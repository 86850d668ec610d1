//! Traits for randomly sampling noise terms.
use rand::Rng;
use rand_distr::{Distribution, Normal};
use std::f64::consts::PI;

/// Used for sampling elements with a centered gaussian distribution.
pub trait RandGaussianSampled: Sized {
    /// Sample an element with standard deviation `std_dev`.
    fn rand_gaussian<T: Rng>(rng: &mut T, std_dev: f64) -> Self;
}

impl RandGaussianSampled for f64 {
    fn rand_gaussian<T: Rng>(rng: &mut T, std_dev: f64) -> Self {
        debug_assert!(std_dev >= 0_f64, "invalid standard deviation {std_dev}");
        match Normal::new(0_f64, std_dev) {
            Ok(normal) => normal.sample(rng),
            // Only reachable with a non-finite deviation, which params reject.
            Err(_) => 0_f64,
        }
    }
}

/// Converts a gaussian width `s` given in millionths to the standard deviation `s / sqrt(2 pi)`.
pub fn width_to_std_dev(width_millionths: u64) -> f64 {
    width_millionths as f64 / 1_000_000_f64 / (2_f64 * PI).sqrt()
}

/// Adds independent gaussian noise of deviation `std_dev` to every entry of `values`.
pub fn add_gaussian_noise<T: Rng>(rng: &mut T, values: &mut [f64], std_dev: f64) {
    if std_dev == 0_f64 {
        return;
    }
    for v in values.iter_mut() {
        *v += f64::rand_gaussian(rng, std_dev);
    }
}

> _What is expected_
Retype the material in full. Keep every character as it is.

> _Task output_
repository 86850d668ec610d1
//! Traits for randomly sampling noise terms.
use rand::Rng;
use rand_distr::{Distribution, Normal};
use std::f64::consts::PI;

/// Used for sampling elements with a centered gaussian distribution.
pub trait RandGaussianSampled: Sized {
    /// Sample an element with standard deviation `std_dev`.
    fn rand_gaussian<T: Rng>(rng: &mut T, std_dev: f64) -> Self;
}

impl RandGaussianSampled for f64 {
    fn rand_gaussian<T: Rng>(rng: &mut T, std_dev: f64) -> Self {
        debug_assert!(std_dev >= 0_f64, "invalid standard deviation {std_dev}");
        match Normal::new(0_f64, std_dev) {
            Ok(normal) => normal.sample(rng),
            // Only reachable with a non-finite deviation, which params reject.
            Err(_) => 0_f64,
        }
    }
}

/// Converts a gaussian width `s` given in millionths to the standard deviation `s / sqrt(2 pi)`.
pub fn width_to_std_dev(width_millionths: u64) -> f64 {
    width_millionths as f64 / 1_000_000_f64 / (2_f64 * PI).sqrt()
}

/// Adds independent gaussian noise of deviation `std_dev` to every entry of `values`.
pub fn add_gaussian_noise<T: Rng>(rng: &mut T, values: &mut [f64], std_dev: f64) {
    if std_dev == 0_f64 {
        return;
    }
    for v in values.iter_mut() {
        *v += f64::rand_gaussian(rng, std_dev);
    }
}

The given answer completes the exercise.